Endothelin-1 decreases postcapillary fluid efflux via prostacyclin release.

BACKGROUND

Endothelin-1 (ET-1) decreases water efflux across the endothelial barrier (Lp). ET-1 may exert this permeability-decreasing effect by stimulating prostacyclin (PGI2) release. The purposes of this study were to (1) examine the effect of PGI2 on Lp, (2) measure Lp after inhibition of PGI(2) synthesis, and (3) determine the effect of ET-1 on Lp during inhibition of PGI2 production.

METHODS

After microscopic cannulation of mesenteric venules, Lp was measured during PGI2 infusion (0.1 micromol/L, 1 micromol/L, and 10 micromol/L; n = 6 in each group). Lp was also measured after 100 micromol/L of the PGI2 synthase inhibitor, tranylcypromine (TCPN) (n = 6). Finally, the influence of ET-1 on Lp during PGI2 synthase inhibition was assessed (n = 6).

RESULTS

Compared to baseline Lp of 1.05 +/- 0.06, PGI2 decreased Lp at 1 micromol/L (Lp = 0.63 +/- 0.03, P < .003) and 10 micromol/L (Lp = 0.52 +/- 0.04, P < .0001).

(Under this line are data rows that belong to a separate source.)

//! The private in-process facade: owns one loaded copy of every table.

use std::path::{Path, PathBuf};

use anyhow::{Context, Result};

use super::{DataFacade, NearestOptions};
use crate::extractor::edge_expander::{EdgeBasedNodeData, EdgeBasedNodeSegment, TurnData};
use crate::extractor::graph_builder::InternalNode;
use crate::extractor::guidance::lanes::LaneDescription;
use crate::formats::ebg_file::ComponentInfo;
use crate::formats::geometry_file::PackedGeometryTable;
use crate::formats::names_file::NameTable;
use crate::formats::properties_file::DatasetProperties;
use crate::formats::{
    ebg_file, geometry_file, intersection_file, names_file, node_file, properties_file,
};
use crate::geo::{
    angular_deviation, bearing, haversine_distance, project_onto_segment, reverse_bearing,
    Coordinate,
};
use crate::profile::ProfileProperties;
use crate::router::phantom::{PhantomCandidate, PhantomNode};
use crate::router::query_graph::QueryGraph;
use crate::spatial::{SegmentEntry, StaticRTree};
use crate::types::{
    EdgeId, EdgeWeight, GeometryId, NameId, NodeId, OsmNodeId, TravelMode, INVALID_GEOMETRY_ID,
};

/// Append a table suffix to the `.osrm` base path.
pub fn table_path(base: &Path, suffix: &str) -> PathBuf {
    let mut name = base.as_os_str().to_os_string();
    name.push(suffix);
    PathBuf::from(name)
}

pub struct InternalDataFacade {
    graph: QueryGraph,
    node_data: Vec<EdgeBasedNodeData>,
    components: Vec<ComponentInfo>,
    segments: Vec<EdgeBasedNodeSegment>,
    turn_data: Vec<TurnData>,
    geometry: PackedGeometryTable,
    names: NameTable,
    internal_nodes: Vec<InternalNode>,
    lane_descriptions: Vec<LaneDescription>,
    bearing_classes: Vec<Vec<u16>>,
    entry_classes: Vec<u32>,
    rtree: StaticRTree,
    dataset: DatasetProperties,
    timestamp: String,
}

impl InternalDataFacade {
    /// Load every table belonging to `<base>.osrm`.
    pub fn load(base: &Path) -> Result<Self> {
        let (internal_nodes, _node_based_edges) =
            node_file::read(base).context("loading node file")?;
        let names = names_file::read(table_path(base, ".names")).context("loading names")?;
        let geometry =
            geometry_file::read(table_path(base, ".geometry")).context("loading geometry")?;
        let nodes_data =
            ebg_file::read_nodes(table_path(base, ".nodes")).context("loading edge-based nodes")?;
        let turn_edges =
            ebg_file::read_edges(table_path(base, ".ebg")).context("loading edge-based graph")?;
        let turn_data =
            ebg_file::read_turn_data(table_path(base, ".edges")).context("loading turn data")?;
        let classes = intersection_file::read_classes(table_path(base, ".icd"))
            .context("loading intersection classes")?;
        let lane_descriptions =
            intersection_file::read_lane_descriptions(table_path(base, ".tld"))
                .context("loading lane descriptions")?;
        let dataset =
            properties_file::read(table_path(base, ".properties")).context("loading properties")?;
        let timestamp = properties_file::read_timestamp(table_path(base, ".timestamp"))
            .unwrap_or_else(|_| "unknown".to_string());

        let rtree = StaticRTree::read(
            table_path(base, ".fileIndex"),
            table_path(base, ".ramIndex"),
        )
        .context("loading spatial index")?;

        // no contracted hierarchy on disk: run the search over the flat
        // edge-based graph with every node in the core
        let graph =
            QueryGraph::from_edge_based_graph(nodes_data.node_data.len() as u32, &turn_edges);

        Ok(Self {
            graph,
            node_data: nodes_data.node_data,
            components: nodes_data.components,
            segments: nodes_data.segments,
            turn_data,
            geometry,
            names,
            internal_nodes,
            lane_descriptions,
            bearing_classes: classes.bearing_classes,
            entry_classes: classes.entry_classes,
            rtree,
            dataset,
            timestamp,
        })
    }

    /// Assemble a facade from freshly extracted tables, bypassing disk.
    #[allow(clippy::too_many_arguments)]
    pub fn from_parts(
        graph: QueryGraph,
        node_data: Vec<EdgeBasedNodeData>,
        components: Vec<ComponentInfo>,
        segments: Vec<EdgeBasedNodeSegment>,
        turn_data: Vec<TurnData>,
        geometry: PackedGeometryTable,
        names: NameTable,
        internal_nodes: Vec<InternalNode>,
        lane_descriptions: Vec<LaneDescription>,
        bearing_classes: Vec<Vec<u16>>,
        entry_classes: Vec<u32>,
        dataset: DatasetProperties,
        timestamp: String,
    ) -> Self {
        let entries = build_rtree_entries(&segments, &internal_nodes);
        Self {
            graph,
            node_data,
            components,
            segments,
            turn_data,
            geometry,
            names,
            internal_nodes,
            lane_descriptions,
            bearing_classes,
            entry_classes,
            rtree: StaticRTree::build(entries),
            dataset,
            timestamp,
        }
    }

    pub fn segments(&self) -> &[EdgeBasedNodeSegment] {
        &self.segments
    }

    /// Resolve one candidate segment into a phantom, if it passes filters.
    fn resolve_candidate(
        &self,
        segment: &EdgeBasedNodeSegment,
        coordinate: Coordinate,
        options: &NearestOptions,
    ) -> Option<PhantomCandidate> {
        if options.startpoints_only && !segment.is_startpoint {
            return None;
        }

        let u = self.internal_nodes[segment.u as usize].coordinate;
        let v = self.internal_nodes[segment.v as usize].coordinate;
        let (ratio, location) = project_onto_segment(u, v, coordinate);
        let distance = haversine_distance(coordinate, location);
        if let Some(max) = options.max_distance {
            if distance > max {
                return None;
            }
        }

        let mut forward_id = segment.forward_segment_id;
        let mut reverse_id = segment.reverse_segment_id;
        if let Some((wanted, range)) = options.bearing {
            let segment_bearing = bearing(u, v);
            if forward_id.enabled
                && angular_deviation(segment_bearing, wanted as f64) > range as f64
            {
                forward_id.enabled = false;
            }
            if reverse_id.enabled
                && angular_deviation(reverse_bearing(segment_bearing), wanted as f64)
                    > range as f64
            {
                reverse_id.enabled = false;
            }
            if !forward_id.enabled && !reverse_id.enabled {
                return None;
            }
        }

        let position = segment.fwd_segment_position as usize;
        let (forward_weight, forward_offset) = if forward_id.enabled {
            let cumulative = self
                .geometry
                .cumulative_weights(segment.forward_packed_geometry_id);
            let segment_weight = cumulative[position + 1] - cumulative[position];
            (
                (ratio * segment_weight as f64).round() as EdgeWeight,
                cumulative[position],
            )
        } else {
            (0, 0)
        };
        let (reverse_weight, reverse_offset) = if reverse_id.enabled {
            let cumulative = self
                .geometry
                .cumulative_weights(segment.reverse_packed_geometry_id);
            let segment_count = cumulative.len() - 1;
            let reverse_position = segment_count - 1 - position;
            let segment_weight = cumulative[reverse_position + 1] - cumulative[reverse_position];
            (
                ((1.0 - ratio) * segment_weight as f64).round() as EdgeWeight,
                cumulative[reverse_position],
            )
        } else {
            (0, 0)
        };

        let component = if segment.forward_segment_id.enabled {
            self.components[segment.forward_segment_id.id as usize]
        } else {
            self.components[segment.reverse_segment_id.id as usize]
        };

        Some(PhantomCandidate {
            phantom: PhantomNode {
                forward_segment_id: forward_id,
                reverse_segment_id: reverse_id,
                name_id: segment.name_id,
                forward_weight,
                reverse_weight,
                forward_offset,
                reverse_offset,
                forward_packed_geometry_id: segment.forward_packed_geometry_id,
                reverse_packed_geometry_id: segment.reverse_packed_geometry_id,
                component_id: component.id,
                is_tiny_component: component.is_tiny,
                location,
                input_location: coordinate,
                fwd_segment_position: segment.fwd_segment_position,
                forward_travel_mode: segment.forward_travel_mode,
                backward_travel_mode: segment.backward_travel_mode,
            },
            distance,
        })
    }
}

/// Segment entries feeding the R-tree, endpoints in degrees.
pub fn build_rtree_entries(
    segments: &[EdgeBasedNodeSegment],
    internal_nodes: &[InternalNode],
) -> Vec<SegmentEntry> {
    segments
        .iter()
        .enumerate()
        .map(|(index, segment)| {
            let u = internal_nodes[segment.u as usize].coordinate;
            let v = internal_nodes[segment.v as usize].coordinate;
            SegmentEntry {
                start: [u.lon_degrees(), u.lat_degrees()],
                end: [v.lon_degrees(), v.lat_degrees()],
                segment_index: index as u32,
            }
        })
        .collect()
}

impl DataFacade for InternalDataFacade {
    fn query_graph(&self) -> &QueryGraph {
        &self.graph
    }

    fn edge_based_node_count(&self) -> u32 {
        self.node_data.len() as u32
    }

    fn name_id(&self, node: NodeId) -> NameId {
        self.node_data[node as usize].name_id
    }

    fn travel_mode(&self, node: NodeId) -> TravelMode {
        self.node_data[node as usize].travel_mode
    }

    fn node_weight(&self, node: NodeId) -> EdgeWeight {
        self.node_data[node as usize].weight
    }

    fn geometry_id(&self, node: NodeId) -> GeometryId {
        self.node_data[node as usize].geometry_id
    }

    fn component(&self, node: NodeId) -> ComponentInfo {
        self.components[node as usize]
    }

    fn turn_data(&self, edge: EdgeId) -> &TurnData {
        &self.turn_data[edge as usize]
    }

    fn name(&self, id: NameId) -> &str {
        self.names.name(id)
    }

    fn reference(&self, id: NameId) -> &str {
        self.names.reference(id)
    }

    fn pronunciation(&self, id: NameId) -> &str {
        self.names.pronunciation(id)
    }

    fn destinations(&self, id: NameId) -> &str {
        self.names.destinations(id)
    }

    fn geometry_nodes(&self, id: GeometryId) -> &[NodeId] {
        if id == INVALID_GEOMETRY_ID {
            return &[];
        }
        self.geometry.nodes(id)
    }

    fn geometry_cumulative_weights(&self, id: GeometryId) -> &[EdgeWeight] {
        if id == INVALID_GEOMETRY_ID {
            return &[];
        }
        self.geometry.cumulative_weights(id)
    }

    fn node_coordinate(&self, node: NodeId) -> Coordinate {
        self.internal_nodes[node as usize].coordinate
    }

    fn osm_node_id(&self, node: NodeId) -> OsmNodeId {
        self.internal_nodes[node as usize].osm_id
    }

    fn lane_description(&self, id: u32) -> Option<&LaneDescription> {
        self.lane_descriptions.get(id as usize)
    }

    fn bearing_class(&self, id: u32) -> &[u16] {
        self.bearing_classes
            .get(id as usize)
            .map(Vec::as_slice)
            .unwrap_or(&[])
    }

    fn entry_class(&self, id: u32) -> u32 {
        self.entry_classes.get(id as usize).copied().unwrap_or(0)
    }

    fn nearest_phantoms(
        &self,
        coordinate: Coordinate,
        count: usize,
        options: &NearestOptions,
    ) -> Vec<PhantomCandidate> {
        let mut results = Vec::with_capacity(count);
        for entry in self.rtree.nearest_iter(coordinate) {
            if results.len() >= count {
                break;
            }
            let segment = &self.segments[entry.segment_index as usize];
            if let Some(candidate) = self.resolve_candidate(segment, coordinate, options) {
                results.push(candidate);
            } else if options.max_distance.is_some() {
                // candidates come back sorted by distance: once one is out
                // of radius, the rest are too
                let u = self.internal_nodes[segment.u as usize].coordinate;
                let v = self.internal_nodes[segment.v as usize].coordinate;
                let (_, location) = project_onto_segment(u, v, coordinate);
                if haversine_distance(coordinate, location) > options.max_distance.unwrap() {
                    break;
                }
            }
        }
        results
    }

    fn nearest_with_alternative(
        &self,
        coordinate: Coordinate,
        options: &NearestOptions,
    ) -> Option<(PhantomCandidate, Option<PhantomCandidate>)> {
        let mut primary: Option<PhantomCandidate> = None;
        for entry in self.rtree.nearest_iter(coordinate) {
            let segment = &self.segments[entry.segment_index as usize];
            let Some(candidate) = self.resolve_candidate(segment, coordinate, options) else {
                continue;
            };
            match primary.take() {
                None => {
                    if !candidate.phantom.is_tiny_component {
                        return Some((candidate, None));
                    }
                    primary = Some(candidate);
                }
                Some(tiny) => {
                    if !candidate.phantom.is_tiny_component {
                        // nearest big-component candidate backs up the tiny
                        // primary
                        return Some((tiny, Some(candidate)));
                    }
                    primary = Some(tiny);
                }
            }
        }
        primary.map(|candidate| (candidate, None))
    }

    fn properties(&self) -> &ProfileProperties {
        &self.dataset.properties
    }

    fn data_timestamp(&self) -> &str {
        &self.timestamp
    }

    fn data_checksum(&self) -> u32 {
        self.dataset.checksum
    }
}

TCPN increased Lp compared to baseline (P < .0001). Compared to ET-1 alone, venules perfused with TCPN + ET-1 increased Lp (P < .005). Units for Lp ) are 10(-7) cm x sec(-1) x cmH2O(-1).

CONCLUSIONS

We found that (1) PGI2 decreases Lp, (2) inhibition of PGI2 synthesis increases Lp, and (3) permeability-decreasing effects of ET-1 can be blocked by inhibiting PGI2 synthesis. These data suggest that constitutive production of PGI2 modulates basal microvessel permeability and that ET-1 may exert its permeability-decreasing effect via the stimulation of PGI2 release.